Discussion: These results quite clearly show the enzyme worked best in the 40-45°C range, this is to be expected at enzymes are found mainly in animals whose body temperature is about 40°C(~38°Cat the core). The 80°C the enzyme showed no effect this is because at these temperature proteins’ tertiary structure changes, this is what causes the denaturing of enzymes. Using the current accepted idea as to how enzymes work I believe that once it’s denatured the substrate no longer fit the binding site meaning the enzyme no longer works. At room temperature the enzyme worked but at a much slower rate, by the end of the experiment the solution had only become slightly clearer than the control.
Conclusion: The optimum temperature for typsin is around 40°C which is roughly body temperature. This is useful as all reaction in living things would happen far too slowly for metabolic processes to take place at a reasonable rate without enzymes. Low temperatures slow the activity of enzymes like Trypsin while high ones stop them forever, by permanently damaging the structure. I predicted this in my prediction where I explained the process by which we believe how enzymes work, the lock and key hypothesis and the induced fit hypothesis, both account for how high temperatures damages enzymes and denatures them.

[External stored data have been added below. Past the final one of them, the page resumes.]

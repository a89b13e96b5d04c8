//! Caller identity for ranking and profile routes.
//!
//! Login and sessions belong to the external auth provider; this module only
//! turns a bearer token into an [`AuthUser`] for the current request.

use async_trait::async_trait;
use axum::{
    body::Body,
    extract::State,
    http::{header, Request, Response},
    middleware::Next,
};
use std::sync::Arc;

use crate::ranking::StoreResult;
use crate::types::AuthUser;

/// Resolves access tokens to users
#[async_trait]
pub trait IdentityProvider: Send + Sync {
    /// `Ok(None)` when the token is not accepted
    async fn resolve(&self, access_token: &str) -> StoreResult<Option<AuthUser>>;
}

/// Used when no auth provider is configured: every caller is anonymous
pub struct DisabledIdentity;

#[async_trait]
impl IdentityProvider for DisabledIdentity {
    async fn resolve(&self, _access_token: &str) -> StoreResult<Option<AuthUser>> {
        Ok(None)
    }
}

/// Request extension set by [`resolve_user_middleware`]
#[derive(Debug, Clone, Default)]
pub struct CurrentUser(pub Option<AuthUser>);

fn bearer_token(request: &Request<Body>) -> Option<&str> {
    request
        .headers()
        .get(header::AUTHORIZATION)?
        .to_str()
        .ok()?
        .strip_prefix("Bearer ")
        .map(str::trim)
        .filter(|t| !t.is_empty())
}

/// Middleware resolving the bearer token, if any, into a [`CurrentUser`].
/// Lookup failures degrade to anonymous.
pub async fn resolve_user_middleware(
    State(identity): State<Arc<dyn IdentityProvider>>,
    mut request: Request<Body>,
    next: Next,
) -> Response<Body> {
    let token = bearer_token(&request).map(str::to_owned);
    let user = match token {
        Some(token) => match identity.resolve(&token).await {
            Ok(user) => user,
            Err(e) => {
                tracing::warn!("Failed to resolve user from access token: {}", e);
                None
            }
        },
        None => None,
    };

    request.extensions_mut().insert(CurrentUser(user));
    next.run(request).await
}
//! Supabase client: user lookup via the auth API and ranking/profile rows
//! via PostgREST. Writes use the caller's access token so row-level security
//! is enforced by the database.

use async_trait::async_trait;
use reqwest::{RequestBuilder, Response, StatusCode};
use serde::de::DeserializeOwned;
use serde::Deserialize;

use crate::auth::IdentityProvider;
use crate::config::SupabaseConfig;
use crate::ranking::{LeaderboardEntry, RankingStore, StoreError, StoreResult};
use crate::types::*;

const RANKING_COLUMNS: &str = "user_id,total_wins,best_streak";
const PROFILE_COLUMNS: &str = "id,username,full_name,avatar_url,created_at";

pub struct SupabaseClient {
    base_url: String,
    anon_key: String,
    client: reqwest::Client,
}

#[derive(Debug, Deserialize)]
struct AuthUserResponse {
    id: String,
    email: Option<String>,
    #[serde(default)]
    user_metadata: UserMetadata,
}

#[derive(Debug, Default, Deserialize)]
struct UserMetadata {
    full_name: Option<String>,
    avatar_url: Option<String>,
    picture: Option<String>,
}

#[derive(Debug, Deserialize)]
struct LeaderboardRowResponse {
    user_id: String,
    total_wins: u32,
    best_streak: u32,
    app_user: Option<EmbeddedProfile>,
}

#[derive(Debug, Deserialize)]
struct EmbeddedProfile {
    username: Option<String>,
    full_name: Option<String>,
    avatar_url: Option<String>,
}

impl SupabaseClient {
    pub fn new(config: &SupabaseConfig) -> StoreResult<Self> {
        let client = reqwest::Client::builder()
            .build()
            .map_err(|e| StoreError::Request(e.to_string()))?;
        Ok(Self {
            base_url: config.url.trim_end_matches('/').to_string(),
            anon_key: config.anon_key.clone(),
            client,
        })
    }

    fn rest(&self, table: &str) -> String {
        format!("{}/rest/v1/{}", self.base_url, table)
    }

    /// Attach the project key plus the bearer token the request runs as
    fn authorize(&self, request: RequestBuilder, bearer: &str) -> RequestBuilder {
        request.header("apikey", &self.anon_key).bearer_auth(bearer)
    }

    async fn send(request: RequestBuilder) -> StoreResult<Response> {
        let response = request
            .send()
            .await
            .map_err(|e| StoreError::Request(e.to_string()))?;
        if !response.status().is_success() {
            return Err(StoreError::Status(response.status().as_u16()));
        }
        Ok(response)
    }

    async fn fetch_json<T: DeserializeOwned>(request: RequestBuilder) -> StoreResult<T> {
        Self::send(request)
            .await?
            .json()
            .await
            .map_err(|e| StoreError::Parse(e.to_string()))
    }
}

#[async_trait]
impl IdentityProvider for SupabaseClient {
    async fn resolve(&self, access_token: &str) -> StoreResult<Option<AuthUser>> {
        let request = self.authorize(
            self.client.get(format!("{}/auth/v1/user", self.base_url)),
            access_token,
        );
        let response = request
            .send()
            .await
            .map_err(|e| StoreError::Request(e.to_string()))?;

        match response.status() {
            StatusCode::UNAUTHORIZED | StatusCode::FORBIDDEN => return Ok(None),
            status if !status.is_success() => return Err(StoreError::Status(status.as_u16())),
            _ => {}
        }

        let user: AuthUserResponse = response
            .json()
            .await
            .map_err(|e| StoreError::Parse(e.to_string()))?;

        Ok(Some(AuthUser {
            id: user.id,
            email: user.email,
            access_token: access_token.to_string(),
            full_name: user.user_metadata.full_name,
            avatar_url: user.user_metadata.avatar_url.or(user.user_metadata.picture),
        }))
    }
}

#[async_trait]
impl RankingStore for SupabaseClient {
    async fn find_entry(&self, user: &AuthUser) -> StoreResult<Option<RankingEntry>> {
        let request = self.authorize(
            self.client.get(self.rest("ranking")).query(&[
                ("select", RANKING_COLUMNS.to_string()),
                ("user_id", format!("eq.{}", user.id)),
            ]),
            &user.access_token,
        );
        let rows: Vec<RankingEntry> = Self::fetch_json(request).await?;
        Ok(rows.into_iter().next())
    }

    async fn upsert_entry(&self, user: &AuthUser, entry: &RankingEntry) -> StoreResult<()> {
        let request = self.authorize(
            self.client
                .post(self.rest("ranking"))
                .query(&[("on_conflict", "user_id")])
                .header("Prefer", "resolution=merge-duplicates,return=minimal")
                .json(entry),
            &user.access_token,
        );
        Self::send(request).await?;
        Ok(())
    }

    async fn leaderboard(&self, limit: usize) -> StoreResult<Vec<LeaderboardEntry>> {
        let request = self.authorize(
            self.client.get(self.rest("ranking")).query(&[
                (
                    "select",
                    format!(
                        "{},app_user:app_user(username,full_name,avatar_url)",
                        RANKING_COLUMNS
                    ),
                ),
                ("order", "total_wins.desc,best_streak.desc".to_string()),
                ("limit", limit.to_string()),
            ]),
            &self.anon_key,
        );
        let rows: Vec<LeaderboardRowResponse> = Self::fetch_json(request).await?;

        Ok(rows
            .into_iter()
            .map(|row| LeaderboardEntry {
                profile: row.app_user.map(|p| UserProfile {
                    id: row.user_id.clone(),
                    username: p.username,
                    full_name: p.full_name,
                    avatar_url: p.avatar_url,
                    created_at: None,
                }),
                ranking: RankingEntry {
                    user_id: row.user_id,
                    total_wins: row.total_wins,
                    best_streak: row.best_streak,
                },
            })
            .collect())
    }

    async fn find_profile(&self, user: &AuthUser) -> StoreResult<Option<UserProfile>> {
        let request = self.authorize(
            self.client.get(self.rest("app_user")).query(&[
                ("select", PROFILE_COLUMNS.to_string()),
                ("id", format!("eq.{}", user.id)),
            ]),
            &user.access_token,
        );
        let rows: Vec<UserProfile> = Self::fetch_json(request).await?;
        Ok(rows.into_iter().next())
    }
}

#[cfg(test)]
mod tests {
    use super::*;

    #[test]
    fn test_parse_auth_user() {
        let json = r#"{
            "id": "8d1f",
            "email": "ash@example.com",
            "user_metadata": {"full_name": "Ash Ketchum", "picture": "https://pic"}
        }"#;
        let user: AuthUserResponse = serde_json::from_str(json).unwrap();
        assert_eq!(user.id, "8d1f");
        assert_eq!(user.user_metadata.full_name.as_deref(), Some("Ash Ketchum"));
        assert!(user.user_metadata.avatar_url.is_none());
        assert_eq!(user.user_metadata.picture.as_deref(), Some("https://pic"));
    }

    #[test]
    fn test_parse_leaderboard_rows() {
        let json = r#"[
            {"user_id": "a", "total_wins": 4, "best_streak": 2,
             "app_user": {"username": "ash", "full_name": null, "avatar_url": null}},
            {"user_id": "b", "total_wins": 1, "best_streak": 1, "app_user": null}
        ]"#;
        let rows: Vec<LeaderboardRowResponse> = serde_json::from_str(json).unwrap();
        assert_eq!(rows.len(), 2);
        assert_eq!(rows[0].app_user.as_ref().unwrap().username.as_deref(), Some("ash"));
        assert!(rows[1].app_user.is_none());
    }

    #[test]
    fn test_urls() {
        let client = SupabaseClient::new(&SupabaseConfig {
            url: "https://project.supabase.co/".to_string(),
            anon_key: "anon".to_string(),
        })
        .unwrap();
        assert_eq!(
            client.rest("ranking"),
            "https://project.supabase.co/rest/v1/ranking"
        );
    }
}
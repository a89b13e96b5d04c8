//! Redaction of [`GameState`] into the client-visible [`GameView`].
//!
//! The name is only ever written out here, and only once the game is over.

use crate::types::*;

pub fn project(state: &GameState, game_token: String) -> GameView {
    let status = state.status();
    let reveal_all = status != GameStatus::InProgress;
    let (correct_letters, wrong_letters) = state.partition_guesses();

    GameView {
        game_token,
        status,
        max_attempts: state.max_attempts,
        remaining_attempts: state.remaining_attempts(),
        name_length: state.pokemon.name.chars().count(),
        masked_word: state.masked_word(reveal_all),
        correct_letters,
        wrong_letters,
        types: state.pokemon.types.clone(),
        sprite_url: state.pokemon.sprite_url.clone(),
        cry_url: state.pokemon.cry_url.clone(),
        reveal: reveal_all.then(|| RevealView {
            name: state.pokemon.name.clone(),
            image_url: state.pokemon.image_url.clone(),
        }),
    }
}
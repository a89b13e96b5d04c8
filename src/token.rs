//! Encrypted game tokens.
//!
//! Wire format: `base64url(nonce[12] || tag[16] || ciphertext)`, where the
//! ciphertext is AES-256-GCM over the JSON-serialized [`GameState`]. The key
//! is derived once from the server secret with scrypt.

use aes_gcm::aead::{AeadInPlace, KeyInit};
use aes_gcm::{Aes256Gcm, Nonce, Tag};
use base64::{engine::general_purpose::URL_SAFE_NO_PAD, Engine as _};
use rand::Rng;

use serde::Deserialize;

use crate::types::{GameState, GAME_STATE_VERSION};

pub const NONCE_LEN: usize = 12;
pub const TAG_LEN: usize = 16;
const KEY_LEN: usize = 32;

const KDF_SALT: &[u8] = b"pokemon-hangman-salt-v1";
const KDF_LOG_N: u8 = 14;
const KDF_R: u32 = 8;
const KDF_P: u32 = 1;

pub type TokenResult<T> = Result<T, TokenError>;

/// Only the schema tag, read before the rest of the payload
#[derive(Deserialize)]
struct Header {
    v: u32,
}

#[derive(Debug, thiserror::Error)]
pub enum TokenError {
    #[error("Invalid game token")]
    InvalidToken,

    #[error("Game token failed authentication")]
    Authentication,

    #[error("Unsupported game token version {0}")]
    UnsupportedVersion(u32),

    #[error("Game token payload is malformed: {0}")]
    Malformed(String),

    #[error("Key derivation failed: {0}")]
    KeyDerivation(String),
}

/// Encrypts and decrypts [`GameState`] tokens. Immutable after construction,
/// so one instance can be shared across all requests.
#[derive(Clone)]
pub struct TokenCodec {
    cipher: Aes256Gcm,
}

impl std::fmt::Debug for TokenCodec {
    fn fmt(&self, f: &mut std::fmt::Formatter<'_>) -> std::fmt::Result {
        f.debug_struct("TokenCodec").finish_non_exhaustive()
    }
}

impl TokenCodec {
    /// Derive the cipher key from `secret`. This is deliberately slow; call it once at startup.
    pub fn new(secret: &str) -> TokenResult<Self> {
        let params = scrypt::Params::new(KDF_LOG_N, KDF_R, KDF_P, KEY_LEN)
            .map_err(|e| TokenError::KeyDerivation(e.to_string()))?;

        let mut key = [0u8; KEY_LEN];
        scrypt::scrypt(secret.as_bytes(), KDF_SALT, &params, &mut key)
            .map_err(|e| TokenError::KeyDerivation(e.to_string()))?;

        let cipher = Aes256Gcm::new_from_slice(&key)
            .map_err(|e| TokenError::KeyDerivation(e.to_string()))?;
        Ok(Self { cipher })
    }

    /// Encrypt a state into a fresh token. Every call draws a new nonce,
    /// so encoding the same state twice yields different tokens.
    pub fn encode(&self, state: &GameState) -> TokenResult<String> {
        let plaintext =
            serde_json::to_vec(state).map_err(|e| TokenError::Malformed(e.to_string()))?;
        self.seal(plaintext)
    }

    pub(crate) fn seal(&self, mut buffer: Vec<u8>) -> TokenResult<String> {
        let mut nonce = [0u8; NONCE_LEN];
        rand::rng().fill(&mut nonce);

        let tag = self
            .cipher
            .encrypt_in_place_detached(Nonce::from_slice(&nonce), b"", &mut buffer)
            .map_err(|_| TokenError::Authentication)?;

        let mut packed = Vec::with_capacity(NONCE_LEN + TAG_LEN + buffer.len());
        packed.extend_from_slice(&nonce);
        packed.extend_from_slice(&tag);
        packed.extend_from_slice(&buffer);

        Ok(URL_SAFE_NO_PAD.encode(packed))
    }

    /// Decrypt and parse a token. Any tampering fails closed before the
    /// payload is parsed, and the schema tag is checked before the state
    /// itself, so tokens from another schema version never reach the
    /// [`GameState`] parser.
    pub fn decode(&self, token: &str) -> TokenResult<GameState> {
        // Accept padded input too
        let packed = URL_SAFE_NO_PAD
            .decode(token.trim().trim_end_matches('='))
            .map_err(|_| TokenError::InvalidToken)?;

        if packed.len() < NONCE_LEN + TAG_LEN + 1 {
            return Err(TokenError::InvalidToken);
        }

        let (nonce, rest) = packed.split_at(NONCE_LEN);
        let (tag, ciphertext) = rest.split_at(TAG_LEN);
        let mut buffer = ciphertext.to_vec();

        self.cipher
            .decrypt_in_place_detached(
                Nonce::from_slice(nonce),
                b"",
                &mut buffer,
                Tag::from_slice(tag),
            )
            .map_err(|_| TokenError::Authentication)?;

        let header: Header =
            serde_json::from_slice(&buffer).map_err(|e| TokenError::Malformed(e.to_string()))?;
        if header.v != GAME_STATE_VERSION {
            return Err(TokenError::UnsupportedVersion(header.v));
        }

        serde_json::from_slice(&buffer).map_err(|e| TokenError::Malformed(e.to_string()))
    }
}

Evaluation: This experiment has a few flaws in the fact that it’s not quantative; also, it leaves it down to the eye to accurately asses’ clarity of the solution which is not very practical. A better idea would be to use a light meter to calculate the amount of light that has passed through the solution. This would be able to give a more mutative evaluation of the results and therefore a better idea of the effects of temperature eon Trypsin enzyme activity.
ghost 19 years ago
willeH Edexcel… I dont care thats why i put it up, otherwise it was an incredibly waste of time. :D and people who want a easy D grade lol…
ghost 19 years ago
I enjoyed it, so willeH, you can go fuck yourself :) thank you for stopping by; GJ wolfie, good to see that you're back to your normal self
ghost 19 years ago
willeH: Shut the fuck up, evidently you dont know Deshouleres. wmk: Very nice ;) I recall hearing about Trypsin (sp?) in a class a while ago, but good job :) We were learning shit on enzymes a while ago, how pH and Temperature can slow/denature them. +1 4 y00! :D
ghost 19 years ago
hehe CNS; That is why I am beginning to like you; BTW the bio-chemical you told everyone to look up, holy damn;; it = major [X.X] everywhere
ghost 19 years ago
Hehheh, you should rent the movie 'Jacob's Ladder'… It's definitely a great one, of course the movie (before the end, which you may have to research before you fully understand) doesn't accurately represent the effects of 3-Quinuclidinyl Benzilate (BZ), the anticholinergic properties of BZ wouldn't cause vomiting blood, although it does tend to stimulate the senses and cause extremely realistic and frightening hallucinations. But yeah, definitely check that movie out if you can, and the Wikipedia page on 3-Quinuclidinyl Benzilate has some pretty good information on it. Erowid might also have a page.